Try it: Each line below should be written out again without any change.
*** Raw data Section Begins ***
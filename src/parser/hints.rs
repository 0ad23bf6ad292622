use lazy_static::lazy_static;
use regex::Regex;
use serde::Serialize;

use crate::{ast::kinds::NodeKind, lexer::tokens::TokenKind};

use super::parser::{PResult, Parser};

/// One entry of an optimizer hint comment, e.g. `HASH_JOIN(@sel_1 t1, t2)`.
#[derive(Debug, Clone, PartialEq, Eq, Serialize)]
pub struct HintItem {
    pub name: String,
    /// Leading `@block` argument, naming the query block the hint targets.
    pub query_block: Option<String>,
    pub args: Vec<String>,
}

lazy_static! {
    static ref HINT_ITEM: Regex =
        Regex::new(r"^[\s,]*([A-Za-z_][A-Za-z0-9_]*)\s*(\(([^()]*)\))?").unwrap();
    static ref HINT_ARG: Regex = Regex::new(r#"'[^']*'|"[^"]*"|`[^`]*`|[^\s,]+"#).unwrap();
}

/// Splits the body of a `/*+ ... */` comment into hint entries.
///
/// Parsing stops at the first entry that does not fit `NAME[(args)]`; the
/// entries before it are kept.
pub fn parse_hints(text: &str) -> Vec<HintItem> {
    let body = text
        .strip_prefix("/*+")
        .and_then(|body| body.strip_suffix("*/"))
        .unwrap_or(text);

    let mut items = Vec::new();
    let mut rest = body;

    while let Some(captures) = HINT_ITEM.captures(rest) {
        let matched = &captures[0];
        let name = captures[1].to_ascii_uppercase();
        let after = &rest[matched.len()..];

        // `NAME(` without a matching `)`
        if captures.get(2).is_none() && after.trim_start().starts_with('(') {
            break;
        }

        let mut args: Vec<String> = captures
            .get(3)
            .map(|inner| {
                HINT_ARG
                    .find_iter(inner.as_str())
                    .map(|arg| arg.as_str().to_string())
                    .collect()
            })
            .unwrap_or_default();

        let query_block = match args.first() {
            Some(first) if first.starts_with('@') => Some(args.remove(0)[1..].to_string()),
            _ => None,
        };

        items.push(HintItem {
            name,
            query_block,
            args,
        });
        rest = after;
    }

    items
}

/// Attaches a hint comment to the statement or query block being built.
pub fn parse_hint_clause(parser: &mut Parser) -> PResult {
    if parser.current_token_kind() != TokenKind::Hint {
        return Ok(());
    }
    let checkpoint = parser.checkpoint();
    parser.advance();
    parser.finish(checkpoint, NodeKind::HintClause);
    Ok(())
}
*** Raw data Section Ends ***
Task response:
filename src/parser/hints.rs
repository 0ad23bf6ad292622
use lazy_static::lazy_static;
use regex::Regex;
use serde::Serialize;

use crate::{ast::kinds::NodeKind, lexer::tokens::TokenKind};

use super::parser::{PResult, Parser};

/// One entry of an optimizer hint comment, e.g. `HASH_JOIN(@sel_1 t1, t2)`.
#[derive(Debug, Clone, PartialEq, Eq, Serialize)]
pub struct HintItem {
    pub name: String,
    /// Leading `@block` argument, naming the query block the hint targets.
    pub query_block: Option<String>,
    pub args: Vec<String>,
}

lazy_static! {
    static ref HINT_ITEM: Regex =
        Regex::new(r"^[\s,]*([A-Za-z_][A-Za-z0-9_]*)\s*(\(([^()]*)\))?").unwrap();
    static ref HINT_ARG: Regex = Regex::new(r#"'[^']*'|"[^"]*"|`[^`]*`|[^\s,]+"#).unwrap();
}

/// Splits the body of a `/*+ ... */` comment into hint entries.
///
/// Parsing stops at the first entry that does not fit `NAME[(args)]`; the
/// entries before it are kept.
pub fn parse_hints(text: &str) -> Vec<HintItem> {
    let body = text
        .strip_prefix("/*+")
        .and_then(|body| body.strip_suffix("*/"))
        .unwrap_or(text);

    let mut items = Vec::new();
    let mut rest = body;

    while let Some(captures) = HINT_ITEM.captures(rest) {
        let matched = &captures[0];
        let name = captures[1].to_ascii_uppercase();
        let after = &rest[matched.len()..];

        // `NAME(` without a matching `)`
        if captures.get(2).is_none() && after.trim_start().starts_with('(') {
            break;
        }

        let mut args: Vec<String> = captures
            .get(3)
            .map(|inner| {
                HINT_ARG
                    .find_iter(inner.as_str())
                    .map(|arg| arg.as_str().to_string())
                    .collect()
            })
            .unwrap_or_default();

        let query_block = match args.first() {
            Some(first) if first.starts_with('@') => Some(args.remove(0)[1..].to_string()),
            _ => None,
        };

        items.push(HintItem {
            name,
            query_block,
            args,
        });
        rest = after;
    }

    items
}

/// Attaches a hint comment to the statement or query block being built.
pub fn parse_hint_clause(parser: &mut Parser) -> PResult {
    if parser.current_token_kind() != TokenKind::Hint {
        return Ok(());
    }
    let checkpoint = parser.checkpoint();
    parser.advance();
    parser.finish(checkpoint, NodeKind::HintClause);
    Ok(())
}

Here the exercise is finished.